Considérant ce qui suit :
1. Aux termes de l’article L. 521-1 du code de justice administrative : « Quand une décision administrative, même de rejet, fait l’objet d’une requête en annulation ou en réformation, le juge des référés, saisi d’une demande en ce sens, peut ordonner la suspension de l’exécution de cette décision, ou de certains de ses effets, lorsque l’urgence le justifie et qu’il est fait état d’un moyen propre à créer, en l’état de l’instruction, un doute sérieux quant à la légalité de la décision () ».
2. En l’état de l’instruction, aucun des moyens invoqués par la SARL Maxam, analysés ci-dessus, n’est propre à créer un doute sérieux quant à la légalité de l’arrêté du 11 avril 2025 par lequel le maire de Vouzon a prononcé la fermeture au public des établissements composant l’ensemble hôtelier qu’elle exploite dans cette commune. Par suite, sans qu’il soit besoin de se prononcer sur la condition d’urgence, les conclusions tendant à la suspension de l’exécution de cet arrêté doivent être rejetées.
3. En vertu des dispositions de l’article L. 761-1 du code de justice administrative, le tribunal ne peut pas faire bénéficier la partie tenue aux dépens ou la partie perdante du paiement par l’autre partie des frais qu’elle a exposés à l’occasion du litige soumis au juge. Dès lors, les conclusions présentées à ce titre par la SARL Maxam doivent être rejetées. Il y a lieu en revanche, dans les circonstances de l’espèce, de mettre à la charge de la requérante le versement à la commune de Vouzon d’une somme de 1 200 euros au titre des frais exposés par celle-ci et non compris dans les dépens.
O R D O N N E :
Article 1er : La requête de la SARL Maxam est rejetée.
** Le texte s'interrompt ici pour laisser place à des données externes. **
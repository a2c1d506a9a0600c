// src/config.rs
//
// Run configuration.
//
// A SortConfig is read once when a run starts. Hosts build it from
// whatever controls they expose (sliders, dropdowns, CLI flags) and
// hand it to the engine as a plain value.

/// Upper bound on the number of samples in a run.
///
/// Also bounds how many stale bars a single reset removes.
pub const MAX_SAMPLES: usize = 100;

pub const DEFAULT_SAMPLE_COUNT: usize = 20;
pub const DEFAULT_MIN_VALUE: i32 = 1;
pub const DEFAULT_MAX_VALUE: i32 = 30;

/// Seconds between two comparisons at speed 1.0.
pub const DEFAULT_STEP_DELAY: f32 = 0.1;
pub const DEFAULT_SPEED: f32 = 1.0;

/// Bar height per unit of sample value.
pub const DEFAULT_BAR_HEIGHT_SCALE: f32 = 0.3;

// ═══════════════════════════════════════════════════════════════════
// Distribution
// ═══════════════════════════════════════════════════════════════════

/// How sample values are laid out across the array.
#[derive(Debug, Clone, Copy, PartialEq, Eq, Default)]
pub enum Distribution {
    /// Every value drawn independently over the whole range.
    #[default]
    Uniform,

    /// Value `i` drawn from the `i`-th equal-width band of the range.
    Ascending,

    /// Mirror of `Ascending`: value `i` drawn from band `count - 1 - i`.
    Descending,
}

impl Distribution {
    /// Map a host dropdown index to a distribution.
    ///
    /// Unknown indices fall back to `Uniform`.
    pub fn from_index(index: i32) -> Self {
        match index {
            1 => Distribution::Ascending,
            2 => Distribution::Descending,
            _ => Distribution::Uniform,
        }
    }

    pub fn index(self) -> i32 {
        match self {
            Distribution::Uniform => 0,
            Distribution::Ascending => 1,
            Distribution::Descending => 2,
        }
    }
}

// ═══════════════════════════════════════════════════════════════════
// Swap completion
// ═══════════════════════════════════════════════════════════════════

/// How the swap animator decides that two bars have finished trading places.
#[derive(Debug, Clone, Copy, PartialEq, Eq, Default)]
pub enum SwapCompletion {
    /// Each bar's position is truncated to an integer and compared with
    /// the slot it started from. The swap is done once neither bar
    /// truncates to its own starting slot.
    ///
    /// The right-hand bar leaves its slot on the first non-zero step
    /// while the left-hand bar needs a full unit, so completion is
    /// driven by the left bar alone.
    #[default]
    Truncated,

    /// A single shared progress value; the swap is done once both bars
    /// have travelled one full slot.
    Symmetric,
}

// ═══════════════════════════════════════════════════════════════════
// Errors
// ═══════════════════════════════════════════════════════════════════

/// Rejected run configuration.
#[derive(Debug, Clone, PartialEq)]
pub enum ConfigError {
    /// The value range `[min, max)` is empty but samples were requested.
    InvalidRange { min: i32, max: i32 },

    /// More samples than a run can hold.
    TooManySamples { count: usize, max: usize },

    /// Per-step delay is negative or not finite.
    InvalidDelay { delay: f32 },
}

impl std::fmt::Display for ConfigError {
    fn fmt(&self, f: &mut std::fmt::Formatter<'_>) -> std::fmt::Result {
        match self {
            ConfigError::InvalidRange { min, max } => {
                write!(f, "Value range [{}, {}) is empty", min, max)
            }
            ConfigError::TooManySamples { count, max } => {
                write!(f, "Sample count {} exceeds the maximum of {}", count, max)
            }
            ConfigError::InvalidDelay { delay } => {
                write!(f, "Step delay {} is not a valid duration", delay)
            }
        }
    }
}

impl std::error::Error for ConfigError {}

pub type ConfigResult<T> = Result<T, ConfigError>;

// ═══════════════════════════════════════════════════════════════════
// SortConfig
// ═══════════════════════════════════════════════════════════════════

/// Everything a run needs to know up front.
#[derive(Debug, Clone, PartialEq)]
pub struct SortConfig {
    /// Number of samples (and bars).
    pub sample_count: usize,

    /// Inclusive lower bound of sample values.
    pub min_value: i32,

    /// Exclusive upper bound of sample values.
    pub max_value: i32,

    pub distribution: Distribution,

    /// Seconds between comparisons, before speed scaling.
    pub step_delay: f32,

    /// Speed factor. Non-positive or non-finite values run at 1.0.
    pub speed: f32,

    pub completion: SwapCompletion,

    /// Bar height per unit of sample value.
    pub bar_height_scale: f32,

    /// Fixed RNG seed for reproducible samples.
    pub seed: Option<u64>,
}

impl Default for SortConfig {
    fn default() -> Self {
        Self {
            sample_count: DEFAULT_SAMPLE_COUNT,
            min_value: DEFAULT_MIN_VALUE,
            max_value: DEFAULT_MAX_VALUE,
            distribution: Distribution::Uniform,
            step_delay: DEFAULT_STEP_DELAY,
            speed: DEFAULT_SPEED,
            completion: SwapCompletion::Truncated,
            bar_height_scale: DEFAULT_BAR_HEIGHT_SCALE,
            seed: None,
        }
    }
}

impl SortConfig {
    pub fn new() -> Self {
        Self::default()
    }

    pub fn with_samples(mut self, count: usize) -> Self {
        self.sample_count = count;
        self
    }

    pub fn with_range(mut self, min: i32, max: i32) -> Self {
        self.min_value = min;
        self.max_value = max;
        self
    }

    pub fn with_distribution(mut self, distribution: Distribution) -> Self {
        self.distribution = distribution;
        self
    }

    pub fn with_step_delay(mut self, seconds: f32) -> Self {
        self.step_delay = seconds;
        self
    }

    pub fn with_speed(mut self, speed: f32) -> Self {
        self.speed = speed;
        self
    }

    pub fn with_completion(mut self, completion: SwapCompletion) -> Self {
        self.completion = completion;
        self
    }

    pub fn with_seed(mut self, seed: u64) -> Self {
        self.seed = Some(seed);
        self
    }

    /// Speed factor actually applied to delays and animation.
    #[inline]
    pub fn effective_speed(&self) -> f32 {
        effective_speed(self.speed)
    }

    /// Wait between two comparisons, in seconds.
    #[inline]
    pub fn scaled_step_delay(&self) -> f32 {
        self.step_delay / self.effective_speed()
    }

    /// Check that a run can be built from this configuration.
    pub fn validate(&self) -> ConfigResult<()> {
        if self.sample_count > MAX_SAMPLES {
            return Err(ConfigError::TooManySamples {
                count: self.sample_count,
                max: MAX_SAMPLES,
            });
        }

        if self.sample_count > 0 && self.max_value <= self.min_value {
            return Err(ConfigError::InvalidRange {
                min: self.min_value,
                max: self.max_value,
            });
        }

        if !self.step_delay.is_finite() || self.step_delay < 0.0 {
            return Err(ConfigError::InvalidDelay {
                delay: self.step_delay,
            });
        }

        Ok(())
    }
}

/// Floor-clamp a speed factor: anything not finite and strictly positive
/// runs at 1.0.
#[inline]
pub fn effective_speed(speed: f32) -> f32 {
    if speed.is_finite() && speed > 0.0 { speed } else { 1.0 }
}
Article 2 : La SARL Maxam versera à la commune de Vouzon une somme de 1 200 euros au titre de l’article L. 761-1 du code de justice administrative.
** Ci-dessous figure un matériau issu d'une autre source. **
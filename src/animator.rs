// src/animator.rs
//
// Per-frame swap animation.
//
// While a swap is in flight the two bars glide toward each other's
// slot. Once the completion check passes they are snapped into place,
// their handles are exchanged, and the in-flight flag is cleared. The
// engine polls that flag to decide when the sort task may resume.

use log::debug;

use crate::bars::BarSet;
use crate::config::SwapCompletion;
use crate::sort::SwapPair;
use crate::stage::Stage;

/// Animates one swap at a time.
#[derive(Debug, Default)]
pub struct SwapAnimator {
    /// Slots being swapped; `None` when idle.
    active: Option<SwapPair>,

    /// Distance travelled by each bar (symmetric completion only).
    progress: f32,

    completion: SwapCompletion,
}

impl SwapAnimator {
    pub fn new(completion: SwapCompletion) -> Self {
        Self {
            active: None,
            progress: 0.0,
            completion,
        }
    }

    pub fn set_completion(&mut self, completion: SwapCompletion) {
        self.completion = completion;
    }

    pub fn completion(&self) -> SwapCompletion {
        self.completion
    }

    /// Mark `pair` as in flight.
    pub fn begin(&mut self, pair: SwapPair) {
        debug!("swap begin {} <-> {}", pair.left, pair.right);
        self.active = Some(pair);
        self.progress = 0.0;
    }

    /// Drop the current swap without touching the bars.
    pub fn cancel(&mut self) {
        self.active = None;
        self.progress = 0.0;
    }

    #[inline]
    pub fn is_in_flight(&self) -> bool {
        self.active.is_some()
    }

    /// Slots of the swap in flight.
    #[inline]
    pub fn swap_indices(&self) -> Option<SwapPair> {
        self.active
    }

    /// Advance the animation by `distance` slots.
    ///
    /// Returns `true` on the frame the swap completes.
    pub fn step(&mut self, distance: f32, bars: &mut BarSet, stage: &mut dyn Stage) -> bool {
        let Some(pair) = self.active else {
            return false;
        };

        let left_x = bars.translate(pair.left, distance, stage);
        let right_x = bars.translate(pair.right, -distance, stage);

        let (Some(left_x), Some(right_x)) = (left_x, right_x) else {
            // Bars vanished under us; nothing left to animate.
            self.cancel();
            return true;
        };

        self.progress += distance;

        let arrived = match self.completion {
            SwapCompletion::Truncated => {
                left_x as i64 != pair.left as i64 && right_x as i64 != pair.right as i64
            }
            SwapCompletion::Symmetric => self.progress >= 1.0,
        };

        if !arrived {
            return false;
        }

        bars.place(pair.left, pair.right as f32, stage);
        bars.place(pair.right, pair.left as f32, stage);
        bars.swap_slots(pair.left, pair.right);

        debug!("swap done {} <-> {}", pair.left, pair.right);
        self.cancel();
        true
    }
}

#[cfg(test)]
mod tests {
    use super::*;
    use crate::stage::RecordingStage;

    fn setup() -> (BarSet, RecordingStage) {
        let mut stage = RecordingStage::new();
        let mut bars = BarSet::new();
        bars.spawn(&[30, 10, 20], 1.0, &mut stage);
        (bars, stage)
    }

    /// Step until completion, returning the number of frames taken.
    fn frames_until_done(
        animator: &mut SwapAnimator,
        distance: f32,
        bars: &mut BarSet,
        stage: &mut RecordingStage,
    ) -> usize {
        for frame in 1..=10_000 {
            if animator.step(distance, bars, stage) {
                return frame;
            }
        }
        panic!("swap never completed");
    }

    #[test]
    fn test_swap_exchanges_bars_and_clears_flag() {
        let (mut bars, mut stage) = setup();
        let left_id = bars.get(0).unwrap().id;
        let right_id = bars.get(1).unwrap().id;

        let mut animator = SwapAnimator::new(SwapCompletion::Truncated);
        animator.begin(SwapPair::new(0));
        assert!(animator.is_in_flight());
        assert_eq!(animator.swap_indices(), Some(SwapPair::new(0)));

        frames_until_done(&mut animator, 0.1, &mut bars, &mut stage);

        assert!(!animator.is_in_flight());
        assert_eq!(animator.swap_indices(), None);
        assert_eq!(bars.get(0).unwrap().id, right_id);
        assert_eq!(bars.get(1).unwrap().id, left_id);
        assert_eq!(bars.get(0).unwrap().x, 0.0);
        assert_eq!(bars.get(1).unwrap().x, 1.0);
        assert_eq!(bars.values(), vec![10, 30, 20]);
        assert_eq!(stage.values_by_position(), vec![10, 30, 20]);
    }

    #[test]
    fn test_truncated_completion_waits_for_left_bar() {
        let (mut bars, mut stage) = setup();
        let mut animator = SwapAnimator::new(SwapCompletion::Truncated);
        animator.begin(SwapPair::new(1));

        // 0.25 per frame: left bar leaves slot 1 once it reaches 2.0.
        let frames = frames_until_done(&mut animator, 0.25, &mut bars, &mut stage);
        assert_eq!(frames, 4);
    }

    #[test]
    fn test_truncated_completion_ignores_zero_step() {
        let (mut bars, mut stage) = setup();
        let mut animator = SwapAnimator::new(SwapCompletion::Truncated);
        animator.begin(SwapPair::new(0));

        assert!(!animator.step(0.0, &mut bars, &mut stage));
        assert!(animator.is_in_flight());
    }

    #[test]
    fn test_symmetric_completion_after_one_slot() {
        let (mut bars, mut stage) = setup();
        let mut animator = SwapAnimator::new(SwapCompletion::Symmetric);
        animator.begin(SwapPair::new(0));

        let frames = frames_until_done(&mut animator, 0.3, &mut bars, &mut stage);
        assert_eq!(frames, 4);
        assert_eq!(bars.values(), vec![10, 30, 20]);
    }

    #[test]
    fn test_overshoot_is_snapped() {
        let (mut bars, mut stage) = setup();
        let mut animator = SwapAnimator::new(SwapCompletion::Truncated);
        animator.begin(SwapPair::new(0));

        assert!(animator.step(3.5, &mut bars, &mut stage));
        assert_eq!(bars.get(0).unwrap().x, 0.0);
        assert_eq!(bars.get(1).unwrap().x, 1.0);
    }

    #[test]
    fn test_idle_step_is_noop() {
        let (mut bars, mut stage) = setup();
        let mut animator = SwapAnimator::default();
        assert!(!animator.step(1.0, &mut bars, &mut stage));
        assert!(stage.events().iter().all(|e| matches!(e, crate::event::StageEvent::Spawn { .. })));
    }
}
Article 3 : La présente ordonnance sera notifiée à la SARL Maxam et à la commune de Vouzon.
Fait à Orléans, le 5 juin 2025.
Le juge des référés,
Frédéric A
La République mande et ordonne au préfet de Loir-et-Cher en ce qui le concerne ou à tous commissaires de justice à ce requis en ce qui concerne les voies de droit commun contre les parties privées, de pourvoir à l’exécution de la présente décision.